*** Opening Listed records ***

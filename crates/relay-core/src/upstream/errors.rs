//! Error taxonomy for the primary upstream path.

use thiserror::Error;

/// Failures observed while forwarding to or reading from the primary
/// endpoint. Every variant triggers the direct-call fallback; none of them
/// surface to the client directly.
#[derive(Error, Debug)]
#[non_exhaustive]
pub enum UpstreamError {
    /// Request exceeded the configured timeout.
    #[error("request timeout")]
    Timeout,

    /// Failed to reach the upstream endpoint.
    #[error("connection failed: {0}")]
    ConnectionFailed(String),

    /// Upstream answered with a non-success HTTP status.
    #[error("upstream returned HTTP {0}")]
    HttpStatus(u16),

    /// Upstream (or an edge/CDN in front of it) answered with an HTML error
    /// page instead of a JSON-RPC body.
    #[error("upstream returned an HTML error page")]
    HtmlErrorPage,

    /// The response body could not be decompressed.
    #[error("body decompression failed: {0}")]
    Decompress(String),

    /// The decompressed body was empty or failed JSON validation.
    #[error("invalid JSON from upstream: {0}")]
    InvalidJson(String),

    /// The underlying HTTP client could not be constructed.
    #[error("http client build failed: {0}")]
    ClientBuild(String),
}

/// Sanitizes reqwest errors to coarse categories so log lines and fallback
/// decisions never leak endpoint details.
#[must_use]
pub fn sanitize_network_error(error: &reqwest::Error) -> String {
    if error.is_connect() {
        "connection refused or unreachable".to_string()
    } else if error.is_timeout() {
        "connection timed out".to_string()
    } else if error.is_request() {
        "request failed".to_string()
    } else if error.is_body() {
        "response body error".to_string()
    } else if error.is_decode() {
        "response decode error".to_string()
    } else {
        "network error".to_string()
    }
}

*** Closing Listed records ***
*** Opening Listed records ***

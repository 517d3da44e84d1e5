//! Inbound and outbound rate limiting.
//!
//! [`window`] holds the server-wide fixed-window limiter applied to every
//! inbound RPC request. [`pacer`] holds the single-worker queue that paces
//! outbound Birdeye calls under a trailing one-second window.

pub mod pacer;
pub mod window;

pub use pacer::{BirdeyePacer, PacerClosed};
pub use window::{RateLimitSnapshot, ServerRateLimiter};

*** Closing Listed records ***
*** Opening Listed records ***

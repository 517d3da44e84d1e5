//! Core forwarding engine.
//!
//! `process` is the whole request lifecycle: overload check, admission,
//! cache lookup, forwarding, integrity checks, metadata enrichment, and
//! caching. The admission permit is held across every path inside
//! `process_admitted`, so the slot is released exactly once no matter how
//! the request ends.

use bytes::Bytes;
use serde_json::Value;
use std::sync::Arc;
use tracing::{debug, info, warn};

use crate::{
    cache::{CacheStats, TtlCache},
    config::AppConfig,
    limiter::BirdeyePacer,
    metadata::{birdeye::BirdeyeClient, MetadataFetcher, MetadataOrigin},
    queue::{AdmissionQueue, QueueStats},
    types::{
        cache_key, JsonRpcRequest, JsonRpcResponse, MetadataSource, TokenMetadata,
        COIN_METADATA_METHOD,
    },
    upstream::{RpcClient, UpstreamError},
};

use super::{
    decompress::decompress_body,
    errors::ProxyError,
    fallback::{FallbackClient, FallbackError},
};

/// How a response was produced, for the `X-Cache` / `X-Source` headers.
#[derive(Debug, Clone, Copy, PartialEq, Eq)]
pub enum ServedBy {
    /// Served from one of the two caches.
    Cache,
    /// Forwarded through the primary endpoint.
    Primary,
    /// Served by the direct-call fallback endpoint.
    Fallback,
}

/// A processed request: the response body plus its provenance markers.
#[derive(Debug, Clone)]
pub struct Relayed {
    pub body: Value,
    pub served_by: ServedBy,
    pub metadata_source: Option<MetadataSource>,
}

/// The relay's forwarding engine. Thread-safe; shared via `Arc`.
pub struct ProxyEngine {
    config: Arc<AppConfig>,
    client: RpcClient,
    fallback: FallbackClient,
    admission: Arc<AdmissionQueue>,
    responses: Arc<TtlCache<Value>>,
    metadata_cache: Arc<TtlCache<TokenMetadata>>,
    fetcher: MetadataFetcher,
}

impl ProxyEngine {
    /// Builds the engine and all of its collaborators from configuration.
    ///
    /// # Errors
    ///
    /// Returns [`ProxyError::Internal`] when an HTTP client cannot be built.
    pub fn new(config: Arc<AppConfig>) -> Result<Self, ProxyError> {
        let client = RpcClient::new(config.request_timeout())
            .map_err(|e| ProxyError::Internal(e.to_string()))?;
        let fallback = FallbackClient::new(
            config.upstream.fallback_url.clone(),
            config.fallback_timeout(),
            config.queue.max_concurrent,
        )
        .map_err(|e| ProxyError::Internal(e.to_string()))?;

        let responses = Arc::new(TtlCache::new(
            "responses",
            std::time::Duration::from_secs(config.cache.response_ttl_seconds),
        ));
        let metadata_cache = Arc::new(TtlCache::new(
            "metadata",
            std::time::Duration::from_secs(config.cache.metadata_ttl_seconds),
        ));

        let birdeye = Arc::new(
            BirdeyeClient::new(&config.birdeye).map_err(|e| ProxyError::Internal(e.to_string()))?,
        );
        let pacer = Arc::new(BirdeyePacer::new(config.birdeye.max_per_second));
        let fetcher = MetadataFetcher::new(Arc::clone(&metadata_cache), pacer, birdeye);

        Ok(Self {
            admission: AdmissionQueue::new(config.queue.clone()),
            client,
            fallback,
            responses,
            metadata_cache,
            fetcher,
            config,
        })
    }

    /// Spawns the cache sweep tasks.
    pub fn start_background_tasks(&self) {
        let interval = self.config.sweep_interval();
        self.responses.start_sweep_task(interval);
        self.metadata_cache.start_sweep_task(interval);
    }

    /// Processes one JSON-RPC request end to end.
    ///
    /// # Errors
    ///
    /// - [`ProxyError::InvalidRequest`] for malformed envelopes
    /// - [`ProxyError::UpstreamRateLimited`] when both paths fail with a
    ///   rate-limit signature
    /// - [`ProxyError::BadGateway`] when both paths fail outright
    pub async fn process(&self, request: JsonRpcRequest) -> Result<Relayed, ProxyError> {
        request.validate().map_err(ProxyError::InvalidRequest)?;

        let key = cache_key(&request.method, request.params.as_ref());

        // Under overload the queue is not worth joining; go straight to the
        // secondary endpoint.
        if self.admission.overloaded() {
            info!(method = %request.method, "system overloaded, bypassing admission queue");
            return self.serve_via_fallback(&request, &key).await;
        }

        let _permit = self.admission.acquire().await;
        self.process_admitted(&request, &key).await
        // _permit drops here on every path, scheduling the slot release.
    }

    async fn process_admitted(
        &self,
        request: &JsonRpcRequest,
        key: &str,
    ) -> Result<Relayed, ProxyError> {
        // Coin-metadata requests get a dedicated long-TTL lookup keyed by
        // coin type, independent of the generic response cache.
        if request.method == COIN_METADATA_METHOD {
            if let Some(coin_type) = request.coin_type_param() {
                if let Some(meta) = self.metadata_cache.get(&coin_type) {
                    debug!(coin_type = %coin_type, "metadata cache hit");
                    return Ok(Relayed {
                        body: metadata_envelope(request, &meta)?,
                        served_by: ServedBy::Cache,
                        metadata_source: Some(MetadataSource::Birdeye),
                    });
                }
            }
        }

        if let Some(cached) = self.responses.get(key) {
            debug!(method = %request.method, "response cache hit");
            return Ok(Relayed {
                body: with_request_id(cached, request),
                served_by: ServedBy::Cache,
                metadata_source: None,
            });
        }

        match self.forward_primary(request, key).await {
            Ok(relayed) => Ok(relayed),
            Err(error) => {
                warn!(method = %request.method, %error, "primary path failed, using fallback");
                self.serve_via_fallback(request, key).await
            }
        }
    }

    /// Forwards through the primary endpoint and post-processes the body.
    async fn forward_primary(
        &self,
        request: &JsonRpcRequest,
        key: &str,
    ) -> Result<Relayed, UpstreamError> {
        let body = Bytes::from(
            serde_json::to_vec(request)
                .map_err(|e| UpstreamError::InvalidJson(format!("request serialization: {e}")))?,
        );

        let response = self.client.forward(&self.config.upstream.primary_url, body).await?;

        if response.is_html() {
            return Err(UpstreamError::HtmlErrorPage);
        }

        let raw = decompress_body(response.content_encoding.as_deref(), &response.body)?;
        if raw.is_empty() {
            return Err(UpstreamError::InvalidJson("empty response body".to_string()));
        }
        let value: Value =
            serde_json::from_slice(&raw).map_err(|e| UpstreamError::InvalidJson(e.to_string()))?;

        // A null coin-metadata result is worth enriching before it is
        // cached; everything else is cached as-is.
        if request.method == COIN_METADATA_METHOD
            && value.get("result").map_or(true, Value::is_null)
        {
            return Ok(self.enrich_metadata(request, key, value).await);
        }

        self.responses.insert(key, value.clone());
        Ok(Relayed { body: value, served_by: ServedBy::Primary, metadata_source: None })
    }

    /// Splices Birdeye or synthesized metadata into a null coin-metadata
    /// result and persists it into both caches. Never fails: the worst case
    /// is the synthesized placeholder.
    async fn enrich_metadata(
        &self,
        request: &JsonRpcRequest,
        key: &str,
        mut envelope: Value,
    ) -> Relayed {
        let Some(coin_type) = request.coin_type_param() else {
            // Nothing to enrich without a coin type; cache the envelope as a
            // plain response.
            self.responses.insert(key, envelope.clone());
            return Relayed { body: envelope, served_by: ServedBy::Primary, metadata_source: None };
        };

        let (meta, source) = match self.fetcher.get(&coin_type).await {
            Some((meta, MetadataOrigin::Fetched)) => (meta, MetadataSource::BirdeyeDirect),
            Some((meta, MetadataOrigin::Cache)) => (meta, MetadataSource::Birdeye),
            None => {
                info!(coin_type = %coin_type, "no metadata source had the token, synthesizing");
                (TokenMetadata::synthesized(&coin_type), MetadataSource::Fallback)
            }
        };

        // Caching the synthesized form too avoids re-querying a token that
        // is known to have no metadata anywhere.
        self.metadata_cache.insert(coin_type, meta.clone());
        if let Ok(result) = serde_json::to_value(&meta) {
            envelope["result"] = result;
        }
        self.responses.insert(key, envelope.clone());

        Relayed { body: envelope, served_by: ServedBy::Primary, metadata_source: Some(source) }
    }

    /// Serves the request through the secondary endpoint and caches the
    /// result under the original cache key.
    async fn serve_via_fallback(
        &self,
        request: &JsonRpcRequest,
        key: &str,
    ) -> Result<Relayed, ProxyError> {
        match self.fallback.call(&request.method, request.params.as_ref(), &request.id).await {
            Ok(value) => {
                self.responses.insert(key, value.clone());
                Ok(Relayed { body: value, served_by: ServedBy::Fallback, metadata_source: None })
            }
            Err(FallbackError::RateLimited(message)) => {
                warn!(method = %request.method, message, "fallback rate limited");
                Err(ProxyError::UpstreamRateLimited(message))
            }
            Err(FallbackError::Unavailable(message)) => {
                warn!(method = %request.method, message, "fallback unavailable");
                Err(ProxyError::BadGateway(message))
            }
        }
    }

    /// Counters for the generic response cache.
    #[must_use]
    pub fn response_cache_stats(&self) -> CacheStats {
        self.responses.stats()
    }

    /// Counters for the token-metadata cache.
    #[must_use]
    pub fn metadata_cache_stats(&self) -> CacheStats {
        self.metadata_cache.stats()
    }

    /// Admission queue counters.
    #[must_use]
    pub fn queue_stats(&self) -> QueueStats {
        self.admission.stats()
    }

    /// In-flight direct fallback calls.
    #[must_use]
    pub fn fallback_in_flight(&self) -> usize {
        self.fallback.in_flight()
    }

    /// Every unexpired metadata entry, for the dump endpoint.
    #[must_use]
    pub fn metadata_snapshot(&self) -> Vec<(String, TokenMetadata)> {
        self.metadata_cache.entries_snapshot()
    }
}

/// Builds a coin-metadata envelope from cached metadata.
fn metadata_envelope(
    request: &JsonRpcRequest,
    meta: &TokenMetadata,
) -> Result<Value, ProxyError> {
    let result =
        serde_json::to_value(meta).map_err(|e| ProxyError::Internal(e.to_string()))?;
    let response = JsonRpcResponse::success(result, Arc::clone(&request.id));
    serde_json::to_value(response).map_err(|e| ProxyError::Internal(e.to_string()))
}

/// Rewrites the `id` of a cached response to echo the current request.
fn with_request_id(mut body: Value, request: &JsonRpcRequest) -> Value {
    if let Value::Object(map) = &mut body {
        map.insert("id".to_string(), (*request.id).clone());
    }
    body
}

*** Closing Listed records ***

* _Task to complete_
From the material above, please return each line containing "TokenMetadata".

* _Answer section_
        cache_key, JsonRpcRequest, JsonRpcResponse, MetadataSource, TokenMetadata,
    metadata_cache: Arc<TtlCache<TokenMetadata>>,
                (TokenMetadata::synthesized(&coin_type), MetadataSource::Fallback)
    pub fn metadata_snapshot(&self) -> Vec<(String, TokenMetadata)> {
    meta: &TokenMetadata,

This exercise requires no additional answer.